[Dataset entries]
◆ ◆ ◆
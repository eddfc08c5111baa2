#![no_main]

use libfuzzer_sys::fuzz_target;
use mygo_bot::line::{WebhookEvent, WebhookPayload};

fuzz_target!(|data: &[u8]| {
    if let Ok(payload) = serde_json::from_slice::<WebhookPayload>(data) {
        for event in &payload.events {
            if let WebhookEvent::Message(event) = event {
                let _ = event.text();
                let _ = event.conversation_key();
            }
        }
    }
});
◆ ◆ ◆
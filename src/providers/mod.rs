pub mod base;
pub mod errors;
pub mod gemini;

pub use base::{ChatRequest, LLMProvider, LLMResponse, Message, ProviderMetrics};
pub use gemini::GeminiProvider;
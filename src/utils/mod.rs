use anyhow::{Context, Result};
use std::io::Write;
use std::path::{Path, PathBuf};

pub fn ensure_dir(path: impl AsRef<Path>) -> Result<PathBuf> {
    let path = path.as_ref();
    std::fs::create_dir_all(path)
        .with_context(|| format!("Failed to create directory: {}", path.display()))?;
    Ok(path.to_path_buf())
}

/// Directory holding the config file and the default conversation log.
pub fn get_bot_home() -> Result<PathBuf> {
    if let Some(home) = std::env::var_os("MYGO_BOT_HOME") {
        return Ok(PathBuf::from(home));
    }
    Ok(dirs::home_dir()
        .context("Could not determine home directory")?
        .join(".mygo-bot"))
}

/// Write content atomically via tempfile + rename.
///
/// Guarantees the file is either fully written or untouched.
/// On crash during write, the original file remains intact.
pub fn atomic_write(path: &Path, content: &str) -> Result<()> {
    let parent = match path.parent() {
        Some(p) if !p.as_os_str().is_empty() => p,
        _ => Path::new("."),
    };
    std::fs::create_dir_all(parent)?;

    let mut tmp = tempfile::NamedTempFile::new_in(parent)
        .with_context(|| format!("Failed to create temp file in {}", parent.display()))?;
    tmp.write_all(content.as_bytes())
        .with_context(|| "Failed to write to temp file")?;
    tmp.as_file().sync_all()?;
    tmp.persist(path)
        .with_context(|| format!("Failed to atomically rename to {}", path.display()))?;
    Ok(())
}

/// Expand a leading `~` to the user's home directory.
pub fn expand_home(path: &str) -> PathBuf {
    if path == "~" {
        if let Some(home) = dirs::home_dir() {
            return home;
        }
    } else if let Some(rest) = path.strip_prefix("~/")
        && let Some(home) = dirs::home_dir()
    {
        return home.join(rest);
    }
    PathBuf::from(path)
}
◆ ◆ ◆
ACTION ITEM:
Search the entries above for lines containing the word "dirs", and copy each one.

RESPONSE AREA:
    Ok(dirs::home_dir()
        if let Some(home) = dirs::home_dir() {
        && let Some(home) = dirs::home_dir()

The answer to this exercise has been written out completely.